Both parties had real image problems to begin with. As the Jan. 20-23 NBC News/Wall Street Journal poll pointed out, while the GOP's rating is 34 percent positive, 43 percent negative, the Democratic Party's is 35 percent positive, 40 percent negative. While the next election isn’t tomorrow, both parties have real strategic and messaging challenges.
For Democrats in safe states and districts, they can say or do pretty much whatever they want and probably keep their seats, though they might be mindful that what they say or do spills out into other states and districts, making the lives of some of their colleagues in more challenging areas a lot harder—particularly the 40 Democrats now representing districts that were in Republican hands last month. (Not every Democrat has the luxury of representing a district that Hillary Clinton won with 77 percent, as a certain very well-known 29-year-old New Yorker does.)
Someone doesn’t have to be a racist, nativist, or nationalist to believe that there ought to be meaningful borders. A smart approach for Democrats would be to say again and again, “This was never about whether to have border security. We never favored open borders or hanging a sign out on the Mexican (or Canadian) border saying, ‘Y'all Come!’ It was about having effective and efficient border security. In some places, a wall makes a lot of sense. In other places, a fence would be preferable; in still other places, electronic surveillance or drones. In some mountainous or other rather inhospitable areas with tough terrain, maybe nothing different needs to happen.”
Republicans face a more problematic challenge: how to create some distance between themselves and an unpopular president without alienating his very loyal base. One of the findings in the new NBC/WSJ poll was that among Republicans and those independents who lean Republican, 51 percent consider themselves to be more of a supporter of Trump, 38 percent more of a supporter of the Republican Party. While Trump does have an impressive job-approval rating of 86 percent among Republicans (just 13 percent disapprove), among independents his approval rating is just 39 percent (with 53 percent disapproving), meaning that in swing districts and states, particularly suburbs, blind loyalty to Trump can be a real problem.
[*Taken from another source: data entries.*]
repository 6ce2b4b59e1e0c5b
//! 账号存储操作

use super::SeaOrmStorage;
use crate::entity::profiles;
use crate::entity::users::{ActiveModel, Column, Entity as Users};
use crate::errors::{GradeSystemError, Result};
use crate::models::users::entities::{Account, AccountRole};
use crate::models::users::requests::NewAccount;
use sea_orm::{
    ActiveModelTrait, ColumnTrait, Condition, EntityTrait, QueryFilter, Set, TransactionTrait,
};

impl SeaOrmStorage {
    /// 通过 ID 获取账号
    pub async fn get_account_by_id_impl(&self, id: i64) -> Result<Option<Account>> {
        let result = Users::find_by_id(id)
            .one(&self.db)
            .await
            .map_err(|e| GradeSystemError::database_operation(format!("查询账号失败: {e}")))?;

        Ok(result.map(|m| m.into_account()))
    }

    /// 通过用户名获取账号
    pub async fn get_account_by_username_impl(&self, username: &str) -> Result<Option<Account>> {
        let result = Users::find()
            .filter(Column::Username.eq(username))
            .one(&self.db)
            .await
            .map_err(|e| GradeSystemError::database_operation(format!("查询账号失败: {e}")))?;

        Ok(result.map(|m| m.into_account()))
    }

    /// 通过邮箱获取账号
    pub async fn get_account_by_email_impl(&self, email: &str) -> Result<Option<Account>> {
        let result = Users::find()
            .filter(Column::Email.eq(email))
            .one(&self.db)
            .await
            .map_err(|e| GradeSystemError::database_operation(format!("查询账号失败: {e}")))?;

        Ok(result.map(|m| m.into_account()))
    }

    /// 通过用户名或邮箱获取账号
    pub async fn get_account_by_username_or_email_impl(
        &self,
        identifier: &str,
    ) -> Result<Option<Account>> {
        let result = Users::find()
            .filter(
                Condition::any()
                    .add(Column::Username.eq(identifier))
                    .add(Column::Email.eq(identifier)),
            )
            .one(&self.db)
            .await
            .map_err(|e| GradeSystemError::database_operation(format!("查询账号失败: {e}")))?;

        Ok(result.map(|m| m.into_account()))
    }

    /// 更新账号最后登录时间
    pub async fn update_last_login_impl(&self, id: i64) -> Result<bool> {
        let now = chrono::Utc::now().timestamp();

        let model = ActiveModel {
            id: Set(id),
            last_login: Set(Some(now)),
            ..Default::default()
        };

        match model.update(&self.db).await {
            Ok(_) => Ok(true),
            Err(sea_orm::DbErr::RecordNotFound(_)) => Ok(false),
            Err(e) => Err(GradeSystemError::database_operation(format!(
                "更新最后登录时间失败: {e}"
            ))),
        }
    }

    /// 学生自助注册：账号与学生资料必须同时落库，
    /// 任何一步失败整体回滚，避免产生无资料账号。
    pub async fn register_student_impl(
        &self,
        account: NewAccount,
        student_id: Option<String>,
    ) -> Result<Account> {
        let now = chrono::Utc::now().timestamp();

        let txn = self.db.begin().await.map_err(|e| {
            GradeSystemError::database_operation(format!("开启注册事务失败: {e}"))
        })?;

        let user = ActiveModel {
            username: Set(account.username),
            email: Set(account.email),
            password_hash: Set(account.password_hash),
            display_name: Set(account.display_name),
            is_staff: Set(false),
            created_at: Set(now),
            updated_at: Set(now),
            ..Default::default()
        }
        .insert(&txn)
        .await
        .map_err(|e| GradeSystemError::database_operation(format!("创建账号失败: {e}")))?;

        profiles::ActiveModel {
            user_id: Set(user.id),
            role: Set(AccountRole::Student.to_string()),
            student_id: Set(student_id),
            created_at: Set(now),
            updated_at: Set(now),
            ..Default::default()
        }
        .insert(&txn)
        .await
        .map_err(|e| GradeSystemError::database_operation(format!("创建学生资料失败: {e}")))?;

        txn.commit().await.map_err(|e| {
            GradeSystemError::database_operation(format!("提交注册事务失败: {e}"))
        })?;

        Ok(user.into_account())
    }

    /// 初始化管理员账号（staff 标记 + 管理员资料，同一事务）
    pub async fn seed_admin_impl(&self, account: NewAccount) -> Result<Account> {
        let now = chrono::Utc::now().timestamp();

        let txn = self.db.begin().await.map_err(|e| {
            GradeSystemError::database_operation(format!("开启管理员初始化事务失败: {e}"))
        })?;

        let user = ActiveModel {
            username: Set(account.username),
            email: Set(account.email),
            password_hash: Set(account.password_hash),
            display_name: Set(account.display_name),
            is_staff: Set(true),
            created_at: Set(now),
            updated_at: Set(now),
            ..Default::default()
        }
        .insert(&txn)
        .await
        .map_err(|e| GradeSystemError::database_operation(format!("创建管理员账号失败: {e}")))?;

        profiles::ActiveModel {
            user_id: Set(user.id),
            role: Set(AccountRole::Admin.to_string()),
            created_at: Set(now),
            updated_at: Set(now),
            ..Default::default()
        }
        .insert(&txn)
        .await
        .map_err(|e| GradeSystemError::database_operation(format!("创建管理员资料失败: {e}")))?;

        txn.commit().await.map_err(|e| {
            GradeSystemError::database_operation(format!("提交管理员初始化事务失败: {e}"))
        })?;

        Ok(user.into_account())
    }
}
Ponder Trump’s 33-percent-approval, 65-percent-disapproval numbers among white women who are college graduates; not long ago, they were part of the GOP base.
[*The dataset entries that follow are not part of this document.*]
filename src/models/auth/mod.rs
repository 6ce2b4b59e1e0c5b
pub mod requests;
pub mod responses;
use serde::{Deserialize, Serialize};

// 选课记录实体。is_active=false 表示已退课（软删除），
// 成绩字段保留，重新选课时恢复。
#[derive(Debug, Clone, Serialize, Deserialize)]
pub struct Enrollment {
    pub id: i64,
    pub user_id: i64,
    pub course_id: i64,
    pub midterm_score: Option<f64>,
    pub final_score: Option<f64>,
    pub is_active: bool,
    pub enrolled_at: chrono::DateTime<chrono::Utc>,
    pub updated_at: chrono::DateTime<chrono::Utc>,
}

impl Enrollment {
    /// 总评成绩：期中与期末的算术平均，保留两位小数。
    /// 任一成绩缺失时返回 None。
    pub fn total_score(&self) -> Option<f64> {
        match (self.midterm_score, self.final_score) {
            (Some(midterm), Some(finals)) => Some(mean_to_two_decimals(&[midterm, finals])),
            _ => None,
        }
    }
}

/// 一组总评成绩的平均分，保留两位小数。
/// 没有任何可计算的总评时为 0。
pub fn average_total_score(totals: &[f64]) -> f64 {
    if totals.is_empty() {
        return 0.0;
    }
    mean_to_two_decimals(totals)
}

// 先换算成整数百分位再平均：83.325 这类乘积在二进制下
// 略低于中点，直接 (x*100).round() 会把它舍成 83.32。
fn mean_to_two_decimals(values: &[f64]) -> f64 {
    let hundredths: i64 = values.iter().map(|v| (v * 100.0).round() as i64).sum();
    (hundredths as f64 / values.len() as f64).round() / 100.0
}

#[cfg(test)]
mod tests {
    use super::*;

    fn enrollment(midterm: Option<f64>, finals: Option<f64>) -> Enrollment {
        Enrollment {
            id: 1,
            user_id: 1,
            course_id: 1,
            midterm_score: midterm,
            final_score: finals,
            is_active: true,
            enrolled_at: chrono::Utc::now(),
            updated_at: chrono::Utc::now(),
        }
    }

    #[test]
    fn test_total_score_mean_of_both() {
        assert_eq!(enrollment(Some(85.0), Some(92.0)).total_score(), Some(88.5));
        assert_eq!(enrollment(Some(0.0), Some(100.0)).total_score(), Some(50.0));
    }

    #[test]
    fn test_total_score_none_when_missing() {
        assert_eq!(enrollment(None, Some(92.0)).total_score(), None);
        assert_eq!(enrollment(Some(85.0), None).total_score(), None);
        assert_eq!(enrollment(None, None).total_score(), None);
    }

    #[test]
    fn test_total_score_rounds_to_two_decimals() {
        // (77.77 + 88.88) / 2 = 83.325 -> 83.33
        assert_eq!(
            enrollment(Some(77.77), Some(88.88)).total_score(),
            Some(83.33)
        );
        // (83.32 + 83.33) / 2 = 83.325 -> 83.33
        assert_eq!(
            enrollment(Some(83.32), Some(83.33)).total_score(),
            Some(83.33)
        );
    }

    #[test]
    fn test_average_total_score() {
        assert_eq!(average_total_score(&[]), 0.0);
        assert_eq!(average_total_score(&[88.5]), 88.5);
        assert_eq!(average_total_score(&[80.0, 90.0, 85.5]), 85.17);
        // 中点 80.005 按半数进位取 80.01
        assert_eq!(average_total_score(&[80.0, 80.01]), 80.01);
    }
}
use actix_cors::Cors;
use actix_web::middleware::{Compress, DefaultHeaders};
use actix_web::{App, HttpServer, web};
use dotenv::dotenv;
use human_panic::setup_panic;
use tracing::{debug, warn};

// 从 lib.rs 导入模块
use rust_gradesystem_next::config::AppConfig;
use rust_gradesystem_next::models::AppStartTime;
use rust_gradesystem_next::routes;
use rust_gradesystem_next::runtime::lifetime;
use rust_gradesystem_next::utils::{json_error_handler, query_error_handler};

#[actix_web::main]
async fn main() -> std::io::Result<()> {
    dotenv().ok();

    // 记录程序启动时间
    let app_start_time = AppStartTime {
        start_datetime: chrono::Utc::now(),
    };

    // 启动前预处理 //

    // 初始化配置
    setup_panic!();
    AppConfig::init().expect("Failed to initialize configuration");
    let config = AppConfig::get();

    // 初始化日志
    let stdout_log = std::io::stdout();
    let (non_blocking_writer, _guard) = tracing_appender::non_blocking(stdout_log);
    let filter = tracing_subscriber::EnvFilter::new(&config.app.log_level);
    let tracing_format = tracing_subscriber::fmt::format()
        .with_level(true)
        .with_ansi(true);

    let tracing_builder = tracing_subscriber::fmt()
        .with_env_filter(filter)
        .with_writer(non_blocking_writer)
        .event_format(tracing_format);

    if config.is_development() {
        tracing_builder
            .with_file(true)
            .with_line_number(true)
            .init();
    } else {
        tracing_builder.json().init();
    }

    // 打印信息
    warn!(
        "Starting pre-startup processing...
        Project: {}
        Version: {}",
        env!("CARGO_PKG_NAME"),
        env!("CARGO_PKG_VERSION"),
    );

    let startup = lifetime::startup::prepare_server_startup().await;

    let storage = startup.storage.clone();
    let cache = startup.cache.clone();

    // 输出预处理时间
    debug!(
        "Pre-startup processing completed in {} ms",
        chrono::Utc::now()
            .signed_duration_since(app_start_time.start_datetime)
            .num_milliseconds()
    );

    // 预处理完成 //

    warn!("Using {} CPU cores for the server", config.server.workers);

    // Start the HTTP server
    let server = HttpServer::new(move || {
        App::new()
            .wrap(
                Cors::default()
                    .allow_any_origin()
                    .allow_any_method()
                    .allow_any_header()
                    .max_age(config.cors.max_age),
            )
            .wrap(Compress::default())
            .wrap(
                DefaultHeaders::new()
                    .add(("Connection", "keep-alive"))
                    .add((
                        "Keep-Alive",
                        format!("timeout={}, max=1000", config.server.timeouts.keep_alive),
                    ))
                    .add(("Cache-Control", "no-cache, no-store, must-revalidate")),
            )
            .app_data(web::QueryConfig::default().error_handler(query_error_handler)) // 设置查询参数错误处理器
            .app_data(web::JsonConfig::default().error_handler(json_error_handler)) // 设置JSON错误处理器
            .app_data(web::Data::new(storage.clone()))
            .app_data(web::Data::new(cache.clone()))
            .app_data(web::Data::new(app_start_time.clone()))
            .app_data(web::PayloadConfig::new(
                config.server.limits.max_payload_size,
            )) // 设置最大请求体大小
            .configure(routes::configure_auth_routes) // 配置认证相关路由
            .configure(routes::configure_profiles_routes) // 配置个人资料相关路由
            .configure(routes::configure_teachers_routes) // 配置教师管理相关路由
            .configure(routes::configure_courses_routes) // 配置课程相关路由
            .configure(routes::configure_enrollments_routes) // 配置选课与成绩相关路由
            .configure(routes::configure_comments_routes) // 配置课程留言相关路由
            .configure(routes::configure_system_routes) // 配置系统相关路由
    })
    .keep_alive(std::time::Duration::from_secs(
        config.server.timeouts.keep_alive,
    )) // 启用长连接
    .client_request_timeout(std::time::Duration::from_millis(
        config.server.timeouts.client_request,
    )) // 客户端超时
    .client_disconnect_timeout(std::time::Duration::from_millis(
        config.server.timeouts.client_disconnect,
    )) // 断连超时
    .workers(config.server.workers);

    let server = {
        #[cfg(unix)]
        {
            if let Some(socket_path) = config.unix_socket_path() {
                warn!("Starting server on Unix socket: {}", socket_path);
                if std::path::Path::new(socket_path).exists() {
                    std::fs::remove_file(socket_path)?;
                }
                Some(server.bind_uds(socket_path)?)
            } else {
                let bind_address = config.server_bind_address();
                warn!("Starting server at http://{}", bind_address);
                Some(server.bind(bind_address)?)
            }
        }

        #[cfg(not(unix))]
        {
            let bind_address = config.server_bind_address();
            warn!("Starting server at http://{}", bind_address);
            Some(server.bind(bind_address)?)
        }
    }
    .expect("Server binding failed")
    .run();

    tokio::select! {
        res = server => {
            res?;
        }
        _ = lifetime::shutdown::listen_for_shutdown() => {
            warn!("Graceful shutdown: all tasks completed");
        }
    }

    Ok(())
}
use serde::{Deserialize, Serialize};

use crate::models::courses::entities::Course;

// 课程详情视图：附带实时选课人数
#[derive(Debug, Clone, Serialize, Deserialize)]
pub struct CourseDetail {
    #[serde(flatten)]
    pub course: Course,
    pub current_enrollment_count: i64,
    pub remaining_seats: i64,
    pub teacher_name: Option<String>,
}

impl CourseDetail {
    pub fn from_course(course: Course, active_enrollments: i64, teacher_name: Option<String>) -> Self {
        let remaining = course.remaining_seats(active_enrollments);
        Self {
            course,
            current_enrollment_count: active_enrollments,
            remaining_seats: remaining,
            teacher_name,
        }
    }
}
Republicans ought to take a page from President Clinton’s 1995 and 1996 playbook. Democrats suffered devastating losses in the 1994 election, including losing their 40-year majority in the House, as well as the Senate, where they had been in charge for 34 of the preceding 40 years. Clinton could ill afford to alienate his base, but he needed to expand far beyond that base in order to get reelected two years later. Using his now-famous triangulation strategy, creating roughly equal distance from Democrats and Republicans on Capitol Hill, Clinton was able to thread the political needle and was reelected with points to spare.
As with Democrats, congressional Republicans in safe seats can do or say whatever they want, keeping in mind that they can complicate matters for their colleagues in more competitive jurisdictions. But for those in swing states and districts, the best strategy is to associate themselves with some of the more popular policies of the Trump administration while keeping a distance from his style and language. That balancing act is a challenge, but far preferable to either staying in bed with him or cutting and running. Sometimes both walking and chewing gum are required. Many Senate Republicans and a few dozen House Republicans have done this for some time; their party would have been better off in November had more taken this course.